His staff officer, Höfle, came to Oranienburg in 1944 and should have taken over the position of commander of a protective custody camp. In spite of the lack of suitable officers, even Glücks refused him the post. He had been too long under Globocnik’s tuition. I learned from Höfle something about Globocnik and his machinations.
Globocnik wanted to create a large German settlement in “his territory.” With this in mind, he chose the district around Zamosch. He promised the Reichsführer SS that he would move 50,000 new German settlers there within a year, as a model for the large settlements which it was intended to build later on in the far eastern districts. He wanted to collect the necessary cattle and machines required for this purpose in the shortest possible space of time. But the district he had chosen was then occupied by Polish peasants. He therefore began straight away to evacuate them. He was quite indifferent as to where they were to go, but left that for the UWZ or the Reich Security Head Office or the BDS in Cracow to work out. His main concern was to get the area ready to receive the 50,000 new settlers. According to Höfle’s descriptions this resettlement organized by Globocnik must have been catastrophic. Moreover, the German settlers themselves were by no means satisfied. Their hopes were unfulfilled and they worked themselves to death under the unusual conditions, waiting endlessly for Globocnik to give them assistance.

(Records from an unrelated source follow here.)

//! Example fetching one image from several places at once.
//!
//! Run with `RUST_LOG=ferry=debug cargo run --example fetch [URL]`.

use color_eyre::Result;
use ferry::DownloaderBuilder;
use std::time::Duration;
use tokio::sync::mpsc;
use tracing_subscriber::EnvFilter;

const DEFAULT_IMAGE: &str =
    "https://www.nasa.gov/sites/default/files/styles/1600x1200_autoletterbox/public/pia17474_1.jpg";

#[tokio::main]
async fn main() -> Result<()> {
    color_eyre::install()?;
    tracing_subscriber::fmt()
        .with_env_filter(EnvFilter::from_default_env())
        .init();

    let url = std::env::args()
        .nth(1)
        .unwrap_or_else(|| DEFAULT_IMAGE.to_string());

    // The "screen" owns the downloader; leaving scope cancels what is left.
    let screen = DownloaderBuilder::new()
        .allow_metered_network(false)
        .enable_response_cache(false)
        .timeout(Duration::from_secs(60))
        .build()?
        .cancel_on_drop();

    let viewers = 3;
    let (tx, mut rx) = mpsc::unbounded_channel();
    for viewer in 0..viewers {
        let tx = tx.clone();
        screen.download(&url, move |result| {
            let _ = tx.send((viewer, result));
        });
    }
    drop(tx);
    println!(
        "{} viewer(s) waiting on {} transfer(s)",
        viewers,
        screen.active_downloads()
    );

    while let Some((viewer, result)) = rx.recv().await {
        match result {
            Some(payload) => {
                let bytes = payload.bytes().await?;
                println!("[viewer {}] image: {} bytes", viewer, bytes.len());
            }
            None => println!("[viewer {}] no image", viewer),
        }
    }

    Ok(())
}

In the summer of 1943 Globocnik visited Auschwitz on Himmler’s orders to inspect the crematoriums and examine the method of extermination. He was not, however, particularly struck by what he saw. His own installations were far quicker in operation and he began to quote figures to emphasize the daily rate of extermination (for example, I remember he talked of five trains arriving daily at Sobibor) and the enormous amount of property which he had collected. He recklessly exaggerated at every opportunity.
I always had the impression that he believed what he was saying. I knew from Eichmann that, for technical reasons connected with the railroad, only two trains at the most could arrive at Sobibor each day.

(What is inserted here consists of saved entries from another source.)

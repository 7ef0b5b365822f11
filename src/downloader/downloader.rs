//! Core downloader implementation.
//!
//! The [`Downloader`] ties the task registry, a [`Transport`] and the
//! completion dispatcher together. A request for a resource that is already
//! being fetched joins the existing fetch instead of starting a new one, so
//! there is at most one transport fetch per resource at any time.
//!
//! # Examples
//!
//! ```rust,no_run
//! use ferry::{Downloader, SessionOptions};
//!
//! # #[tokio::main]
//! # async fn main() -> Result<(), ferry::Error> {
//! let downloader = Downloader::configure(SessionOptions::default())?;
//!
//! downloader.download("https://example.com/image.jpg", |result| match result {
//!     Some(payload) => println!("{} bytes at {:?}", payload.len(), payload.path()),
//!     None => println!("no image"),
//! });
//!
//! // Later, when the owner goes away:
//! downloader.cancel_all();
//! # Ok(())
//! # }
//! ```

use super::config::{DownloadCallback, DownloaderConfig, SessionOptions};
use super::guard::CancelOnDrop;
use crate::dispatch::Dispatcher;
use crate::download::{DownloadResult, Payload, ResourceId};
use crate::error::{Error, Result};
use crate::http::{HttpSession, Transport};
use crate::registry::{Registration, TaskRegistry, TaskState};

use futures::FutureExt;
use std::convert::TryFrom;
use std::fmt;
use std::panic::AssertUnwindSafe;
use std::path::Path;
use std::sync::Arc;
use tokio::runtime::Handle;
use tokio::sync::oneshot;
use tokio_util::sync::CancellationToken;
use tracing::{debug, warn};

struct Inner {
    config: DownloaderConfig,
    registry: TaskRegistry,
    transport: Arc<dyn Transport>,
    dispatcher: Dispatcher,
    runtime: Handle,
}

/// Represents the download controller.
///
/// Cloning is cheap and every clone drives the same registry. Dropping the
/// downloader does not cancel anything: the owner calls [`cancel_all`] on
/// teardown, or wraps the downloader with [`cancel_on_drop`].
///
/// [`cancel_all`]: Downloader::cancel_all
/// [`cancel_on_drop`]: Downloader::cancel_on_drop
#[derive(Clone)]
pub struct Downloader {
    inner: Arc<Inner>,
}

impl fmt::Debug for Downloader {
    fn fmt(&self, f: &mut fmt::Formatter<'_>) -> fmt::Result {
        f.debug_struct("Downloader")
            .field("config", &self.inner.config)
            .field("registry", &self.inner.registry)
            .finish()
    }
}

impl Downloader {
    /// Creates a new Downloader with the given configuration.
    pub(crate) fn new(mut config: DownloaderConfig) -> Result<Self> {
        let runtime = match config.runtime.take() {
            Some(handle) => handle,
            None => Handle::try_current().map_err(|_| Error::NoRuntime)?,
        };

        let transport: Arc<dyn Transport> = match config.transport {
            Some(ref transport) => Arc::clone(transport),
            None => Arc::new(HttpSession::new(
                config.http_client_config(),
                config.directory.clone(),
            )?),
        };

        debug!("Creating downloader with {:?}", config.session);
        let dispatcher = Dispatcher::spawn(&runtime);

        Ok(Self {
            inner: Arc::new(Inner {
                config,
                registry: TaskRegistry::new(),
                transport,
                dispatcher,
                runtime,
            }),
        })
    }

    /// Creates a downloader with default settings and the given session options.
    ///
    /// Must be called from within a tokio runtime.
    pub fn configure(options: SessionOptions) -> Result<Self> {
        super::DownloaderBuilder::new().configure(options).build()
    }

    /// Gets the session options.
    pub fn session(&self) -> SessionOptions {
        self.inner.config.session
    }

    /// Gets the directory where payloads are materialized.
    pub fn directory(&self) -> Option<&Path> {
        self.inner.config.directory.as_deref()
    }

    /// Request `locator` and deliver the outcome to `callback`.
    ///
    /// Never blocks and never runs `callback` before returning. If the
    /// resource is already being fetched, the callback joins that fetch. A
    /// malformed locator resolves to `None` without touching the network.
    /// Scheme support belongs to the transport: a well-formed locator with a
    /// scheme the transport cannot serve (`ftp://` for [`HttpSession`]) is
    /// registered and resolves to `None` once the transport rejects it.
    pub fn download<F>(&self, locator: &str, callback: F)
    where
        F: FnOnce(DownloadResult) + Send + 'static,
    {
        match ResourceId::try_from(locator) {
            Ok(resource) => self.download_resource(resource, callback),
            Err(e) => {
                warn!("Rejecting download: {}", e);
                let callback: DownloadCallback = Box::new(callback);
                self.inner.dispatcher.deliver(locator, vec![callback], None);
            }
        }
    }

    /// Same as [`download`](Self::download), for an already parsed identifier.
    pub fn download_resource<F>(&self, resource: ResourceId, callback: F)
    where
        F: FnOnce(DownloadResult) + Send + 'static,
    {
        let callback: DownloadCallback = Box::new(callback);
        match self.inner.registry.register_or_join(&resource, callback) {
            Registration::New { abort } => {
                debug!("Starting fetch for {}", resource);
                self.spawn_fetch(resource, abort);
            }
            Registration::Joined { waiters } => {
                debug!("Joined fetch for {} ({} waiting)", resource, waiters);
            }
        }
    }

    /// Request `locator` and wait for the outcome.
    pub async fn download_async(&self, locator: &str) -> DownloadResult {
        let (tx, rx) = oneshot::channel();
        self.download(locator, move |result| {
            let _ = tx.send(result);
        });
        rx.await.ok().flatten()
    }

    fn spawn_fetch(&self, resource: ResourceId, abort: CancellationToken) {
        let inner = Arc::clone(&self.inner);
        self.inner.runtime.spawn(async move {
            let outcome = inner.fetch(&resource, abort).await;
            let completion = inner.registry.complete(&resource, &outcome);
            if let Err(ref e) = outcome {
                if completion.state == TaskState::Cancelled {
                    debug!("Fetch for {} cancelled", resource);
                } else {
                    warn!("Fetch for {} failed: {}", resource, e);
                }
            }

            inner
                .dispatcher
                .deliver(resource.as_str(), completion.callbacks, outcome.ok());
        });
    }

    /// Abort every fetch registered at the time of the call.
    ///
    /// Returns immediately. Each affected callback later receives `None`.
    /// Downloads requested concurrently with this call may not be cancelled.
    pub fn cancel_all(&self) {
        let tasks = self.inner.registry.all_tasks();
        debug!("Cancelling {} task(s)", tasks.len());
        for task in tasks {
            debug!("Cancelling {} ({:?})", task.resource, task.state);
            task.abort();
        }
    }

    /// Abort the fetch for `locator`, if one is registered.
    pub fn cancel(&self, locator: &str) {
        let Ok(resource) = ResourceId::try_from(locator) else {
            return;
        };
        if let Some(task) = self.inner.registry.get(&resource) {
            debug!("Cancelling {} ({:?})", task.resource, task.state);
            task.abort();
        }
    }

    /// Number of resources currently being fetched.
    pub fn active_downloads(&self) -> usize {
        self.inner.registry.len()
    }

    /// Whether a fetch for `locator` is registered.
    pub fn is_downloading(&self, locator: &str) -> bool {
        self.task_state(locator).is_some()
    }

    /// State of the fetch for `locator`, if one is registered.
    pub fn task_state(&self, locator: &str) -> Option<TaskState> {
        let resource = ResourceId::try_from(locator).ok()?;
        self.inner.registry.get(&resource).map(|task| task.state)
    }

    /// Wrap the downloader so that dropping it cancels outstanding work.
    pub fn cancel_on_drop(self) -> CancelOnDrop {
        CancelOnDrop::new(self)
    }
}

impl Inner {
    /// Run the transport for `resource`, producing exactly one outcome.
    async fn fetch(&self, resource: &ResourceId, abort: CancellationToken) -> Result<Payload> {
        if !self.registry.mark_in_flight(resource) {
            warn!("Task for {} was not pending when its fetch started", resource);
        }

        let transfer = AssertUnwindSafe(self.transport.fetch(resource, abort.clone()))
            .catch_unwind()
            .map(|res| {
                res.unwrap_or_else(|_| Err(Error::Internal("transport panicked".into())))
            });

        tokio::select! {
            biased;
            _ = abort.cancelled() => Err(Error::Cancelled),
            res = transfer => res,
        }
    }
}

After the incorporation of Austria, Globocnik became Gauleiter in Vienna. He caused so much mischief, however, that he soon had to be removed.
He was in reality a good-natured person, and in my opinion his deceptions were due to his pomposity and self-importance. Whether or not he made anything for himself out of the confused muddle of the Reinhardt action in Lublin, I do not know, but I would not put it past him. The officers and men of “his territory” certainly did well out of it. The special SS tribunals were given plenty of work and not a few death sentences were pronounced.
It had become almost a mania with Globocnik to requisition and utilize everything that was within his reach. He wanted to be able to supply the Reichsführer SS with an immense amount of money, and to excel even Pohl by means of “his business undertakings.” He was completely unscrupulous and he never even considered whether “his requisitioning” was right or not. This attitude naturally affected his subordinates, and since hardly any control was exercised over them, many organized their own requisitioning and made a flourishing business out of it, or else they stole whatever they could lay their hands on.
Globocnik’s staff was nothing less than a collection of misfits. But they nevertheless managed to make themselves indispensable and liked by him, which was not very difficult considering his poor knowledge of human nature. When their misdeeds had to be covered up, Globocnik gave them his help, both out of good nature and so that his own intrigues would not come to light.